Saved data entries
//! Shared test doubles for handler tests.
//!
//! Hand-rolled mocks over the collaborator traits, plus context builders.
//! Compiled only for tests.

use std::collections::HashMap;
use std::io;
use std::sync::{Arc, Mutex};

use async_trait::async_trait;
use scribe_core::{FieldValue, FormConfig, FormField};
use scribe_llm::{ChatClient, ChatRequest, ChatResponse};

use crate::context::ExecutionContext;
use crate::errors::EngineError;
use crate::template::TemplateEngine;
use crate::traits::{
    Clipboard, Collaborators, CommandRunner, EditorOps, MacroProcessor, NoticeKind, Notifier,
    VaultOps,
};

/// In-memory vault with inspectable writes.
pub(crate) struct MockVault {
    files: Mutex<HashMap<String, String>>,
}

impl MockVault {
    pub(crate) fn new() -> Self {
        Self {
            files: Mutex::new(HashMap::new()),
        }
    }

    pub(crate) fn with_file(self, path: &str, content: &str) -> Self {
        let _ = self
            .files
            .lock()
            .unwrap()
            .insert(path.to_string(), content.to_string());
        self
    }

    pub(crate) fn contents(&self, path: &str) -> Option<String> {
        self.files.lock().unwrap().get(path).cloned()
    }
}

#[async_trait]
impl VaultOps for MockVault {
    fn exists(&self, path: &str) -> bool {
        self.files.lock().unwrap().contains_key(path)
    }

    async fn read(&self, path: &str) -> Result<String, io::Error> {
        self.files
            .lock()
            .unwrap()
            .get(path)
            .cloned()
            .ok_or_else(|| io::Error::new(io::ErrorKind::NotFound, "not found"))
    }

    async fn write(&self, path: &str, content: &str) -> Result<(), io::Error> {
        let _ = self
            .files
            .lock()
            .unwrap()
            .insert(path.to_string(), content.to_string());
        Ok(())
    }

    async fn create_dir_all(&self, _path: &str) -> Result<(), io::Error> {
        Ok(())
    }

    fn resolve_path(&self, reference: &str) -> Option<String> {
        let normalized = reference.trim_start_matches("./");
        (!normalized.contains("..")).then(|| normalized.to_string())
    }
}

/// Clipboard holding one inspectable slot.
pub(crate) struct MockClipboard {
    pub(crate) text: Mutex<String>,
}

impl MockClipboard {
    pub(crate) fn new(initial: &str) -> Self {
        Self {
            text: Mutex::new(initial.to_string()),
        }
    }
}

#[async_trait]
impl Clipboard for MockClipboard {
    async fn read_text(&self) -> Result<String, io::Error> {
        Ok(self.text.lock().unwrap().clone())
    }

    async fn write_text(&self, text: &str) -> Result<(), io::Error> {
        *self.text.lock().unwrap() = text.to_string();
        Ok(())
    }
}

/// Editor with a fixed selection, recording open requests.
pub(crate) struct MockEditor {
    pub(crate) selection: String,
    pub(crate) opened: Mutex<Vec<String>>,
}

impl MockEditor {
    pub(crate) fn new(selection: &str) -> Self {
        Self {
            selection: selection.to_string(),
            opened: Mutex::new(Vec::new()),
        }
    }
}

#[async_trait]
impl EditorOps for MockEditor {
    fn selection(&self) -> String {
        self.selection.clone()
    }

    async fn open_file(&self, path: &str) -> Result<(), io::Error> {
        self.opened.lock().unwrap().push(format!("file:{path}"));
        Ok(())
    }

    async fn open_link(&self, url: &str) -> Result<(), io::Error> {
        self.opened.lock().unwrap().push(format!("link:{url}"));
        Ok(())
    }
}

/// Command runner recording ids; fails for ids starting with `fail`.
pub(crate) struct MockCommands {
    pub(crate) executed: Mutex<Vec<String>>,
}

impl MockCommands {
    pub(crate) fn new() -> Self {
        Self {
            executed: Mutex::new(Vec::new()),
        }
    }
}

#[async_trait]
impl CommandRunner for MockCommands {
    async fn run(&self, command_id: &str) -> Result<(), EngineError> {
        self.executed.lock().unwrap().push(command_id.to_string());
        if command_id.starts_with("fail") {
            return Err(EngineError::Command {
                message: format!("{command_id} exploded"),
            });
        }
        Ok(())
    }
}

/// Chat client returning a canned response.
pub(crate) struct MockChat {
    pub(crate) response: ChatResponse,
    pub(crate) requests: Mutex<Vec<ChatRequest>>,
}

impl MockChat {
    pub(crate) fn replying(content: &str) -> Self {
        Self {
            response: ChatResponse::success(content, None),
            requests: Mutex::new(Vec::new()),
        }
    }

    pub(crate) fn failing(error: &str) -> Self {
        Self {
            response: ChatResponse::failure(error),
            requests: Mutex::new(Vec::new()),
        }
    }
}

#[async_trait]
impl ChatClient for MockChat {
    async fn call(&self, request: ChatRequest) -> ChatResponse {
        self.requests.lock().unwrap().push(request);
        self.response.clone()
    }
}

/// Macro processor that passes text through untouched.
pub(crate) struct IdentityMacros;

impl MacroProcessor for IdentityMacros {
    fn process(&self, text: &str) -> String {
        text.to_string()
    }
}

/// Notifier recording every notice.
pub(crate) struct RecordingNotifier {
    pub(crate) notices: Mutex<Vec<(String, NoticeKind)>>,
}

impl RecordingNotifier {
    pub(crate) fn new() -> Self {
        Self {
            notices: Mutex::new(Vec::new()),
        }
    }
}

impl Notifier for RecordingNotifier {
    fn notify(&self, message: &str, kind: NoticeKind) {
        self.notices
            .lock()
            .unwrap()
            .push((message.to_string(), kind));
    }
}

/// Everything a handler test needs, with the concrete mocks still reachable
/// for assertions.
pub(crate) struct TestRig {
    pub(crate) vault: Arc<MockVault>,
    pub(crate) clipboard: Arc<MockClipboard>,
    pub(crate) editor: Arc<MockEditor>,
    pub(crate) commands: Arc<MockCommands>,
    pub(crate) chat: Arc<MockChat>,
    pub(crate) notifier: Arc<RecordingNotifier>,
}

impl TestRig {
    pub(crate) fn new(vault: MockVault) -> Self {
        Self {
            vault: Arc::new(vault),
            clipboard: Arc::new(MockClipboard::new("")),
            editor: Arc::new(MockEditor::new("")),
            commands: Arc::new(MockCommands::new()),
            chat: Arc::new(MockChat::replying("mock reply")),
            notifier: Arc::new(RecordingNotifier::new()),
        }
    }

    pub(crate) fn with_chat(mut self, chat: MockChat) -> Self {
        self.chat = Arc::new(chat);
        self
    }

    pub(crate) fn collaborators(&self) -> Collaborators {
        Collaborators {
            vault: self.vault.clone(),
            clipboard: self.clipboard.clone(),
            editor: self.editor.clone(),
            commands: self.commands.clone(),
            chat: self.chat.clone(),
            macros: Arc::new(IdentityMacros),
            notifier: self.notifier.clone(),
        }
    }

    pub(crate) fn engine(&self) -> Arc<TemplateEngine> {
        Arc::new(TemplateEngine::new(
            self.vault.clone(),
            self.clipboard.clone(),
            self.editor.clone(),
            Arc::new(IdentityMacros),
        ))
    }
}

/// A context over the given fields and label-keyed values.
pub(crate) fn ctx_with(
    fields: Vec<FormField>,
    values: &[(&str, FieldValue)],
) -> ExecutionContext {
    let mut config = FormConfig::new();
    config.actions.clear();
    let mut raw = HashMap::new();
    for (label, value) in values {
        let field = fields
            .iter()
            .find(|f| f.label == *label)
            .unwrap_or_else(|| panic!("no field labelled {label}"));
        let _ = raw.insert(field.id.clone(), value.clone());
    }
    config.fields = fields;
    ExecutionContext::new(Arc::new(config), raw)
}

/// A context with no fields.
pub(crate) fn empty_ctx() -> ExecutionContext {
    ctx_with(Vec::new(), &[])
}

Task details - Copy out the lines of the data where the word "tests" can be found.

Result -
//! Shared test doubles for handler tests.
//! Compiled only for tests.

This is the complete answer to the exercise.